This dissertation research proposes embedding artificial neural networks into wireless sensor networks in parallel and distributed processing framework to implant intelligence for in-network processing, wireless protocol or application support, and infusion of adaptation capabilities. The goal is to develop in-network "intelligent computation" and "adaptation" capability for wireless sensor networks to improve their functionality, utility and survival aspects. The characteristics of wireless sensor networks bring many challenges, such as the ultra large number of sensor nodes, complex dynamics of network operation, changing topology structure, and the most importantly, the limited resources including power, computation, storage, and communication capability. All these require the applications and protocols running on wireless sensor network to be not only energy-efficient, scalable and robust, but also "adapt" to changing environment or context, and application scope and focus among others, and demonstrate intelligent behavior. The expectation from the research endeavor is to introduce computational intelligence capability for the wireless sensor networks to become adaptive to changes within a variety of operational contexts and to exhibit intelligent behavior.

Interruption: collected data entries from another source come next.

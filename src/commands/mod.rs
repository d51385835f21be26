pub mod aws;
pub mod context;
pub mod ssh;
pub mod username;
pub mod cli;
pub mod commands;
pub mod context;
pub mod error;
pub mod manager;
pub mod profile;
pub mod provider;
pub mod session;
pub mod utils;

use std::{env, path::PathBuf};

use anyhow::{anyhow, Result};
pub use cli::{Cli, Commands};

/// Directory holding the current context, username and cached sessions
///
/// `GOVUKCTL_HOME` overrides the default of `~/.govukctl`
pub fn state_dir() -> Result<PathBuf> {
  if let Ok(dir) = env::var("GOVUKCTL_HOME") {
    return Ok(PathBuf::from(dir));
  }

  dirs::home_dir()
    .map(|home| home.join(".govukctl"))
    .ok_or_else(|| anyhow!("unable to determine the home directory"))
}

The proposed novel approach entails embedding a wireless sensor network with an artificial neural network algorithm while preserving the parallelism and distributed nature of computations associated with the neural network algorithm. The procedure of embedding an artificial neural network, which may be configured for a problem either at wireless protocol or application levels, into the wireless sensor network hardware platform, which is a parallel and distributed processing system that is composed of a network of motes, is defined. This procedure is demonstrated for a case study with a Hopfield neural network and a minimum weakly connected dominating set problem as the model of wireless sensor network backbone or infrastructure. Issues and challenges pertaining to scalability, solution quality, and computational complexity for time and message are addressed through a comprehensive simulation study. Simulation study is performed using the TOSSIM environment for wireless sensor networks with mote counts up to 1000.

A comparative performance evaluation is performed. Solution quality, time and message complexity results for other centralized and distributed algorithms for connected dominating set construction as reported in the literature are used. Additionally, in-house simulation of non-distributed version of the proposed model is implemented to serve as a comparison benchmark and link to the studies in the literature. It is determined through the simulation study that the most critical factors that affect both the time complexity and the message complexity are the network size and time interval. The normalized computation time increases somewhat linearly for the most part for increases in the mote count the exception of the time interval value of 0.1 sec. The message complexity also increases with the increase in the mote count. The message complexity is not sensitive to the radio range but very sensitive to the time interval. All other parameters kept constant, the message complexity decreases with the increase in the time interval value on a consistent basis for all mote counts simulated. For smaller values of time interval, the network is more active due to motes waking up and exchanging messages more frequently, which leads to increased message complexity. The solution quality as measured by the size of the weakly connected dominating set by the proposed model is competitive with the performance exhibited by other algorithms reported in literature given all the adverse effects of computation being realized on a wireless sensor network platform. In light of the fact that there is significant opportunity to improve the entire wireless protocol stack for drastically reducing the time and space complexities through more efficient MAC, time synchronization and routing protocols, there is a strong prospect for the proposed architecture to scale up to tens of thousands of motes.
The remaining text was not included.